Far «ingoiare» ai senatori tutto il pacchetto: riforme costituzionali, Italicum, ddl taglia-province e testo sulle quote rosa per le Europee, non sarà per il governo una passeggiata. Molti gli ostacoli da rimuovere: veti incrociati, ultimatum, rivendicazioni dei partiti minori. Renzi, però, non vuol sentir ragioni: riusciremo a cambiare la politica solo se si arriverà entro il 25 maggio all'okay sulla legge elettorale e alla prima lettura della riforma del Titolo V, dice

Far «ingoiare» ai senatori tutto il pacchetto: riforme costituzionali, Italicum, ddl taglia-province e testo sulle quote rosa per le Europee, non sarà per il governo una passeggiata. Molti gli ostacoli da rimuovere: veti incrociati, ultimatum, rivendicazioni dei partiti minori. Renzi, però, non vuol sentir ragioni: riusciremo a cambiare la politica solo se si arriverà entro il 25 maggio all'okay sulla legge elettorale e alla prima lettura della riforma del Titolo V, dice.
Un obiettivo ambizioso se si pensa che a Palazzo Madama è in corso una guerra di tutti contro tutti che di fatto impedisce l'esame rapido dei provvedimenti, anche quelli importanti per l'esecutivo. A cominciare dal ddl che porta la firma del sottosegretario Graziano Delrio. In commissione Affari Costituzionali dal 3 gennaio staziona il disegno di legge «taglia-province». FI e Ncd, che a Palazzo Madama contano su altri numeri rispetto alla Camera, non lo vogliono. Loro possono contare su circa 48 presidenti di provincia, ma hanno pochissimi sindaci (che se il ddl Delrio diventasse legge diventerebbero i veri detentori del potere locale). Così fanno muro contro un provvedimento che invece governo e Pd vorrebbero veder approvato in fretta: non solo perché tagliare le province è stato il leit motiv delle ultime campagne Dem, ma anche perché gran parte dei sindaci viene dalle file del centrosinistra.
In Aula invece c'è il ddl sulle quote rosa per le Europee presentato da Valeria Fedeli (Pd) che rischia di trasformarsi in un gigantesco boomerang per il Pd. Il partito lo vorrebbe approvare per riscattarsi dalla brutta figura sulla parità di genere in lista fatta alla Camera sull'Italicum. Ma Ncd, Sel e i centristi dicono no. Loro hanno già raccolto le firme per le candidature e hanno fatto le liste. Non vogliono ricominciare tutto da capo anche perché non avrebbero più i 180 giorni previsti dalla legge per questi adempimenti. Alle elezioni del 24 maggio di giorni ne mancano poco più di 70. Ma allo stesso tempo questo testo serve per far passare la norma che riduce o elimina del tutto la soglia di sbarramento per le Europee, oggi al 4%. Tanto che il Pd del Senato avrebbe proposto uno «scambio»: accettare la riduzione delle soglie, in cambio del via libera al ddl Delrio. Ma su questo c'è il «niet» del Cavaliere. Lui spera che le Europee «ridimensionino» Ncd e, come il Pd, teme che la prolificazione di «partitini» tolga voti ai più grandi. Così, ecco l'impasse.

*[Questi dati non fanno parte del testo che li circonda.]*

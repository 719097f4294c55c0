use std::collections::VecDeque;

use macroquad::prelude::*;
use serde::Deserialize;
use tracing::debug;

use crate::actor::{Actor, ActorId, ActorList};
use crate::collision::CollisionDecisionMaker;
use crate::direction::Direction;
use crate::input::{DirectionKeys, Keyboard};

/// Step size and speed of grid movement.
#[derive(Debug, Clone, Copy, PartialEq, Deserialize)]
#[serde(default)]
pub struct MotionConfig {
    /// Pixels covered by one step, normally the grid size.
    pub step_distance: f32,
    /// Walking speed.
    pub pixels_per_second: f32,
}

impl Default for MotionConfig {
    fn default() -> Self {
        MotionConfig {
            step_distance: 32.0,
            pixels_per_second: 96.0,
        }
    }
}

impl MotionConfig {
    /// Milliseconds one step takes.
    pub fn step_duration_ms(&self) -> f32 {
        self.step_distance / self.pixels_per_second * 1000.0
    }
}

/// Where the controller is in the step cycle.
#[derive(Debug, Clone, Copy, PartialEq, Eq)]
pub enum MotionState {
    /// No step in progress.
    Idle,
    /// Checking whether the next step is free.
    Preparing,
    /// Interpolating a step.
    Moving,
}

/// Start and end position of one actor's current step.
#[derive(Debug, Clone, Copy, PartialEq)]
pub struct Movement {
    /// Position when the step began.
    pub start: Vec2,
    /// Position when the step ends.
    pub end: Vec2,
}

impl Movement {
    /// Position after `fraction` of the step.
    ///
    /// `0` yields `start` and `1` yields `end` exactly.
    pub fn at(&self, fraction: f32) -> Vec2 {
        if fraction >= 1.0 {
            self.end
        } else if fraction <= 0.0 {
            self.start
        } else {
            self.start + (self.end - self.start) * fraction
        }
    }
}

/// Told whenever a controlled actor completes a step.
pub trait StepListener {
    /// `actor` just arrived at the end of its step.
    fn step_finished(&mut self, id: ActorId, actor: &dyn Actor);
}

impl<F> StepListener for F
where
    F: FnMut(ActorId, &dyn Actor),
{
    fn step_finished(&mut self, id: ActorId, actor: &dyn Actor) {
        self(id, actor)
    }
}

/// Moves a group of actors cell by cell from directional input.
///
/// The most recently pressed direction key wins; releasing it falls back to
/// the one pressed before. Steps are vetoed as a whole if any actor would
/// collide at the end of the step.
pub struct GridMotionController {
    config: MotionConfig,
    keys: DirectionKeys,
    queue: VecDeque<KeyCode>,
    state: MotionState,
    direction: Option<Direction>,
    elapsed: f32,
    controlled: Vec<ActorId>,
    movements: Vec<(ActorId, Movement)>,
    collisions: Vec<Box<dyn CollisionDecisionMaker>>,
    listeners: Vec<Box<dyn StepListener>>,
}

impl GridMotionController {
    /// Idle controller without actors.
    pub fn new(config: MotionConfig, keys: DirectionKeys) -> Self {
        GridMotionController {
            config,
            keys,
            queue: VecDeque::new(),
            state: MotionState::Idle,
            direction: None,
            elapsed: 0.0,
            controlled: Vec::new(),
            movements: Vec::new(),
            collisions: Vec::new(),
            listeners: Vec::new(),
        }
    }

    /// Puts an actor under control.
    pub fn control(&mut self, id: ActorId) {
        if !self.controlled.contains(&id) {
            self.controlled.push(id);
        }
    }

    /// Takes an actor out of control; its in-flight step is dropped.
    pub fn release(&mut self, id: ActorId) {
        self.controlled.retain(|c| *c != id);
        self.movements.retain(|(c, _)| *c != id);
    }

    /// Actors under control.
    pub fn controlled(&self) -> &[ActorId] {
        &self.controlled
    }

    /// Adds a collision rule.
    pub fn add_collision(&mut self, rule: impl CollisionDecisionMaker + 'static) {
        self.collisions.push(Box::new(rule));
    }

    /// Drops every collision rule, e.g. before swapping maps.
    pub fn clear_collisions(&mut self) {
        self.collisions.clear();
    }

    /// Adds a listener for completed steps.
    pub fn add_listener(&mut self, listener: impl StepListener + 'static) {
        self.listeners.push(Box::new(listener));
    }

    /// Current state.
    pub fn state(&self) -> MotionState {
        self.state
    }

    /// `true` while a step is interpolating.
    pub fn is_moving(&self) -> bool {
        self.state == MotionState::Moving
    }

    /// Direction of the last prepared step.
    pub fn direction(&self) -> Option<Direction> {
        self.direction
    }

    /// Direction key currently in charge.
    pub fn active_key(&self) -> Option<KeyCode> {
        self.queue.front().copied()
    }

    /// In-flight step of `id`.
    pub fn movement(&self, id: ActorId) -> Option<Movement> {
        self.movements
            .iter()
            .find(|(c, _)| *c == id)
            .map(|(_, m)| *m)
    }

    /// Active configuration.
    pub fn config(&self) -> &MotionConfig {
        &self.config
    }

    /// Feeds this frame's key edges.
    pub fn input(&mut self, keyboard: &dyn Keyboard, actors: &mut ActorList) {
        for key in self.keys.keys() {
            if keyboard.released(key) {
                self.queue.retain(|k| *k != key);
            }
        }
        for key in self.keys.keys() {
            if keyboard.pressed(key) {
                self.queue.retain(|k| *k != key);
                self.queue.push_front(key);
            }
        }
        // A tap can press and release within one frame.
        self.queue.retain(|k| keyboard.hold(*k));

        if !self.queue.is_empty() && self.state == MotionState::Idle {
            self.prepare(actors);
        }
    }

    /// Advances the current step by `ms` milliseconds.
    pub fn update(&mut self, ms: f32, actors: &mut ActorList) {
        if self.state != MotionState::Moving {
            return;
        }

        self.elapsed += ms;
        let duration = self.config.step_duration_ms();
        let fraction = if duration.is_finite() && duration > 0.0 {
            (self.elapsed / duration).clamp(0.0, 1.0)
        } else {
            1.0
        };

        for (id, movement) in &self.movements {
            if let Some(actor) = actors.get_mut(*id) {
                actor.set_position(movement.at(fraction));
            }
        }

        if fraction < 1.0 {
            return;
        }

        for listener in &mut self.listeners {
            for (id, _) in &self.movements {
                if let Some(actor) = actors.get(*id) {
                    listener.step_finished(*id, actor);
                }
            }
        }

        if !self.queue.is_empty() && self.prepare(actors) {
            return;
        }

        for id in &self.controlled {
            if let Some(playable) = actors.get_mut(*id).and_then(|a| a.as_playable_mut()) {
                playable.stop();
            }
        }
        self.movements.clear();
        self.state = MotionState::Idle;
        debug!("grid motion idle");
    }

    /// Forgets held keys and stops in place, e.g. when the controlled actor
    /// is swapped.
    pub fn reset(&mut self) {
        self.queue.clear();
        self.movements.clear();
        self.elapsed = 0.0;
        self.state = MotionState::Idle;
    }

    /// Tries to start a step towards the front key. Returns whether it started.
    fn prepare(&mut self, actors: &mut ActorList) -> bool {
        self.state = MotionState::Preparing;
        let Some(dir) = self.active_key().and_then(|k| self.keys.direction_of(k)) else {
            self.state = MotionState::Idle;
            return false;
        };
        self.direction = Some(dir);
        let delta = dir.vector() * self.config.step_distance;

        for id in &self.controlled {
            if let Some(pivot) = actors.get_mut(*id).and_then(|a| a.as_pivotable_mut()) {
                pivot.set_direction(dir);
            }
        }

        for id in &self.controlled {
            let Some(actor) = actors.get(*id) else {
                continue;
            };
            let translated = actor.footprint().offset(delta);
            if self.collisions.iter().any(|c| c.collides(actor, translated)) {
                debug!(?dir, ?id, "step vetoed");
                self.state = MotionState::Idle;
                return false;
            }
        }

        self.movements.clear();
        for id in &self.controlled {
            if let Some(actor) = actors.get_mut(*id) {
                let start = actor.position();
                self.movements.push((
                    *id,
                    Movement {
                        start,
                        end: start + delta,
                    },
                ));
                if let Some(playable) = actor.as_playable_mut() {
                    playable.play();
                }
            }
        }
        self.elapsed = 0.0;
        self.state = MotionState::Moving;
        debug!(?dir, actors = self.movements.len(), "step started");
        true
    }
}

Il Senato riserva infine a Renzi anche un'altra grana: gran parte del gruppo Pd avverte che prima vuole fare la riforma costituzionale del Senato e solo dopo l'Italicum. L'idea piace a Ncd, ma viene respinta da FI.
Al momento, il solo risultato concreto è un rinvio sine die: quello del ddl sulle misure di custodia cautelari che, licenziato dalla Camera e arrivato in Aula per rispondere all'emergenza carceri, è stato stoppato dalla richiesta di Calderoli di calendarizzare con urgenza il ddl quote rosa.